Background: Although several authors have suggested an important pathogenic role for psychosocial factors in 'functional' infertility, the extent to which depression, anxiety and expressed emotional patterns correlate to infertility is not yet clear.
Methods: This study included 156 infertile couples (recruited at intake) and 80 fertile couples, whose personal characteristics were recorded. They were examined using scales for the evaluation of the degree of psychopathology [Hamilton Anxiety Rating Scale (HAM-A), Hamilton Depression Rating Scale (HAM-D)], and anger expression [State-Trait Anger Expression Inventory (STAXI)]. The 156 infertile couples were then subdivided into groups based on the cause of infertility ('organic', 'functional' or 'undetermined'). The psychometric evaluation was double-blind with respect to the causes of infertility.

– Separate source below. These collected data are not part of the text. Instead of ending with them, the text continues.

//! Projection module
//!
//! Read models and the projector runtime that keeps them up to date
//! from the event feed.

pub mod doc_projection;
pub mod doc_store;
pub mod error;
pub mod order_projection;
pub mod projector;
pub mod search_projection;
pub mod search_store;

pub use doc_projection::DocStoreProjection;
pub use doc_store::OrderDocumentRepository;
pub use error::ProjectionError;
pub use order_projection::OrderProjection;
pub use projector::{ProjectionHandler, Projector, ProjectorError};
pub use search_projection::SearchProjection;
pub use search_store::OrderSearchRepository;
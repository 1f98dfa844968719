//! Query handlers
//!
//! CQRS read side: point lookups served from the document store with a
//! rehydration fallback, and full-text search served from the search
//! index.

use crate::aggregate::{is_aggregate_not_found, OrderAggregate};
use crate::api::pagination::{Pagination, PaginationResponse};
use crate::domain::DomainError;
use crate::error::AppError;
use crate::event_store::AggregateStore;
use crate::projection::{OrderDocumentRepository, OrderProjection, OrderSearchRepository};

#[derive(Debug, Clone)]
pub struct GetOrderByIdQuery {
    pub order_id: String,
}

#[derive(Debug, Clone)]
pub struct SearchOrdersQuery {
    pub search_text: String,
    pub pagination: Pagination,
}

/// Search response: one page of projections plus pagination info
#[derive(Debug, serde::Serialize)]
pub struct OrderSearchResponse {
    pub orders: Vec<OrderProjection>,
    pub pagination: PaginationResponse,
}

/// Read-through point lookup.
///
/// The document store acts as a warm cache of the authoritative stream:
/// a miss rehydrates the aggregate and upserts the derived row so
/// subsequent calls are fast.
pub struct GetOrderByIdHandler {
    store: AggregateStore,
    doc_repo: OrderDocumentRepository,
}

impl GetOrderByIdHandler {
    pub fn new(store: AggregateStore, doc_repo: OrderDocumentRepository) -> Self {
        Self { store, doc_repo }
    }

    pub async fn handle(&self, query: GetOrderByIdQuery) -> Result<OrderProjection, AppError> {
        if let Some(projection) = self.doc_repo.get_by_id(&query.order_id).await? {
            return Ok(projection);
        }

        let mut aggregate = OrderAggregate::with_order_id(&query.order_id);
        self.store.load(&mut aggregate).await?;

        if is_aggregate_not_found(&aggregate) {
            return Err(DomainError::OrderNotFound.into());
        }

        let projection = OrderProjection::from(&aggregate);

        // Upsert keeps the race with a concurrent projector insert benign
        self.doc_repo.upsert(&projection).await?;

        Ok(projection)
    }
}

/// Prefix search over shop-item titles and descriptions
pub struct SearchOrdersHandler {
    search_repo: OrderSearchRepository,
}

impl SearchOrdersHandler {
    pub fn new(search_repo: OrderSearchRepository) -> Self {
        Self { search_repo }
    }

    pub async fn handle(&self, query: SearchOrdersQuery) -> Result<OrderSearchResponse, AppError> {
        let (orders, total_count) = self
            .search_repo
            .search(&query.search_text, &query.pagination)
            .await?;

        Ok(OrderSearchResponse {
            orders,
            pagination: query.pagination.response(total_count),
        })
    }
}
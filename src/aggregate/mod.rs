//! Aggregate module
//!
//! Aggregate Root pattern for Event Sourcing. An aggregate owns its
//! uncommitted-event buffer between load and save; the event log owns
//! everything committed.

pub mod order;

pub use order::OrderAggregate;

use crate::event_store::{Event, EventStoreError};

/// Aggregate type persisted with every order event
pub const ORDER_AGGREGATE_TYPE: &str = "order";

/// Prefix of every order stream id on the event log
pub const ORDER_STREAM_PREFIX: &str = "order-";

/// Build the event-log stream id for an order
pub fn order_stream_id(order_id: &str) -> String {
    format!("{ORDER_STREAM_PREFIX}{order_id}")
}

/// Recover the order id from its stream id
pub fn order_id_from_stream(stream_id: &str) -> String {
    stream_id
        .strip_prefix(ORDER_STREAM_PREFIX)
        .unwrap_or(stream_id)
        .to_string()
}

/// The seam the aggregate store loads and saves through
pub trait Aggregate {
    /// Aggregate type name (for storage)
    fn aggregate_type() -> &'static str
    where
        Self: Sized;

    /// Event-log stream id
    fn stream_id(&self) -> &str;

    /// Current version: the highest applied event's version, 0 if the
    /// aggregate never existed
    fn version(&self) -> i64;

    /// Rehydration path: apply a committed event read from the stream.
    /// Fails unless the event's version is exactly `version + 1`.
    fn raise_event(&mut self, event: Event) -> Result<(), EventStoreError>;

    /// Events applied in memory but not yet appended
    fn uncommitted(&self) -> &[Event];

    /// Called by the store after a successful append
    fn clear_uncommitted(&mut self);
}

/// An aggregate that was never written has version 0
pub fn is_aggregate_not_found(aggregate: &impl Aggregate) -> bool {
    aggregate.version() == 0
}
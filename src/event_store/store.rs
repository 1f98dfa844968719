//! Aggregate Store
//!
//! Rehydrates aggregates from their event stream and appends uncommitted
//! events under an optimistic-concurrency expectation. Appends are a
//! single transaction, so partial failure is not observable.

use chrono::{DateTime, Utc};
use sqlx::PgPool;
use uuid::Uuid;

use crate::aggregate::Aggregate;

use super::error::EventStoreError;
use super::event::Event;

/// Event store backed by an append-only `events` table with a global feed
#[derive(Debug, Clone)]
pub struct AggregateStore {
    pool: PgPool,
}

type EventRow = (
    Uuid,
    String,
    String,
    String,
    i64,
    serde_json::Value,
    serde_json::Value,
    DateTime<Utc>,
);

fn event_from_row(row: EventRow) -> Event {
    let (event_id, stream_id, aggregate_type, event_type, version, data, metadata, timestamp) = row;
    Event {
        event_id,
        aggregate_id: stream_id,
        aggregate_type,
        event_type,
        version,
        timestamp,
        data,
        metadata,
    }
}

impl AggregateStore {
    pub fn new(pool: PgPool) -> Self {
        Self { pool }
    }

    /// Check whether a stream exists
    pub async fn exists(&self, stream_id: &str) -> Result<(), EventStoreError> {
        let found: Option<i32> =
            sqlx::query_scalar("SELECT 1 FROM events WHERE stream_id = $1 LIMIT 1")
                .bind(stream_id)
                .fetch_optional(&self.pool)
                .await?;

        match found {
            Some(_) => Ok(()),
            None => Err(EventStoreError::StreamNotFound(stream_id.to_string())),
        }
    }

    /// Rehydrate an aggregate by replaying its stream in version order.
    ///
    /// A missing stream is not an error: the aggregate is left at
    /// version 0 and the caller distinguishes new from missing.
    pub async fn load<A: Aggregate>(&self, aggregate: &mut A) -> Result<(), EventStoreError> {
        let rows: Vec<EventRow> = sqlx::query_as(
            r#"
            SELECT event_id, stream_id, aggregate_type, event_type, version, data, metadata, timestamp
            FROM events
            WHERE stream_id = $1
            ORDER BY version ASC
            "#,
        )
        .bind(aggregate.stream_id())
        .fetch_all(&self.pool)
        .await?;

        for row in rows {
            aggregate.raise_event(event_from_row(row))?;
        }

        Ok(())
    }

    /// Append the aggregate's uncommitted events under the expected
    /// revision. On success the uncommitted buffer is cleared.
    ///
    /// The expectation is the revision the aggregate was loaded at:
    /// `version - uncommitted.len()`, with 0 meaning the stream must not
    /// exist yet. A mismatch surfaces as `ConcurrencyConflict`; callers
    /// may retry the whole load/decide/save cycle.
    pub async fn save<A: Aggregate>(&self, aggregate: &mut A) -> Result<(), EventStoreError> {
        if aggregate.uncommitted().is_empty() {
            return Ok(());
        }

        let stream_id = aggregate.stream_id().to_string();
        let expected = aggregate.version() - aggregate.uncommitted().len() as i64;

        let mut tx = self.pool.begin().await?;

        // Read the stream's current revision (the last event, if any)
        let current: i64 =
            sqlx::query_scalar::<_, Option<i64>>("SELECT MAX(version) FROM events WHERE stream_id = $1")
                .bind(&stream_id)
                .fetch_one(&mut *tx)
                .await?
                .unwrap_or(0);

        if current != expected {
            return Err(EventStoreError::ConcurrencyConflict {
                stream_id,
                expected,
                actual: current,
            });
        }

        for event in aggregate.uncommitted() {
            let result = sqlx::query(
                r#"
                INSERT INTO events (
                    event_id, stream_id, aggregate_type, event_type,
                    version, data, metadata, timestamp
                )
                VALUES ($1, $2, $3, $4, $5, $6, $7, $8)
                "#,
            )
            .bind(event.event_id)
            .bind(&event.aggregate_id)
            .bind(&event.aggregate_type)
            .bind(&event.event_type)
            .bind(event.version)
            .bind(&event.data)
            .bind(&event.metadata)
            .bind(event.timestamp)
            .execute(&mut *tx)
            .await;

            // A concurrent writer between the revision check and the
            // insert trips the (stream_id, version) unique index
            if let Err(err) = result {
                if is_unique_violation(&err) {
                    return Err(EventStoreError::ConcurrencyConflict {
                        stream_id,
                        expected,
                        actual: event.version,
                    });
                }
                return Err(err.into());
            }
        }

        tx.commit().await?;

        tracing::debug!(
            stream_id = %stream_id,
            appended = aggregate.uncommitted().len(),
            version = aggregate.version(),
            "events appended"
        );

        aggregate.clear_uncommitted();
        Ok(())
    }
}

fn is_unique_violation(err: &sqlx::Error) -> bool {
    matches!(
        err,
        sqlx::Error::Database(db_err) if db_err.code().as_deref() == Some("23505")
    )
}
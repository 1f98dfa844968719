//! Event record
//!
//! The immutable record appended to the event log. Payloads are opaque
//! JSON decoded on demand; metadata is opaque and carries correlation
//! context across the command and projection paths.

use chrono::{DateTime, Utc};
use serde::de::DeserializeOwned;
use uuid::Uuid;

/// An immutable domain event as stored in the log
#[derive(Debug, Clone)]
pub struct Event {
    pub event_id: Uuid,
    /// Stream identifier, e.g. `order-<uuid>`
    pub aggregate_id: String,
    pub aggregate_type: String,
    pub event_type: String,
    /// Monotonic per-aggregate version; the first event of a stream is 1
    pub version: i64,
    pub timestamp: DateTime<Utc>,
    pub data: serde_json::Value,
    pub metadata: serde_json::Value,
}

impl Event {
    /// Create a new event for an aggregate
    pub fn new(
        aggregate_id: &str,
        aggregate_type: &str,
        event_type: &str,
        version: i64,
        data: serde_json::Value,
    ) -> Self {
        Self {
            event_id: Uuid::new_v4(),
            aggregate_id: aggregate_id.to_string(),
            aggregate_type: aggregate_type.to_string(),
            event_type: event_type.to_string(),
            version,
            timestamp: Utc::now(),
            data,
            metadata: serde_json::Value::Null,
        }
    }

    /// Decode the payload into a concrete type
    pub fn data_as<T: DeserializeOwned>(&self) -> Result<T, serde_json::Error> {
        serde_json::from_value(self.data.clone())
    }

    pub fn metadata(&self) -> &serde_json::Value {
        &self.metadata
    }

    pub fn set_metadata(&mut self, metadata: serde_json::Value) {
        self.metadata = metadata;
    }
}

/// An event delivered through a persistent subscription, together with
/// its position on the global feed
#[derive(Debug, Clone)]
pub struct ResolvedEvent {
    /// Position on the global, log-ordered feed
    pub position: i64,
    pub event: Event,
}
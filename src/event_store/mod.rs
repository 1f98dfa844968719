//! Event Store module
//!
//! Event record, aggregate store and persistent subscriptions over the
//! append-only log.

pub mod error;
pub mod event;
pub mod snapshot;
pub mod store;
pub mod subscription;

pub use error::EventStoreError;
pub use event::{Event, ResolvedEvent};
pub use snapshot::{Snapshot, SnapshotStore};
pub use store::AggregateStore;
pub use subscription::{
    PersistentSubscription, SubscriptionClient, SubscriptionReply, SubscriptionSettings,
};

Results: Differences emerged in the degree of psychopathology between 'organic' and 'functional' infertile subjects and fertile controls. In women, logistic regression identified three variables able to predict the diagnosis subtype; these variables are HAM-A, HAM-D, and tendency toward anger suppression. In men, anger did not emerge as a predictor for diagnosis, whereas HAM-A and HAM-D did.
Conclusions: The 'functional' infertile subjects of this sample showed particular psychopathological and psychological features, independent from the stress reaction following the identification of the cause of infertility.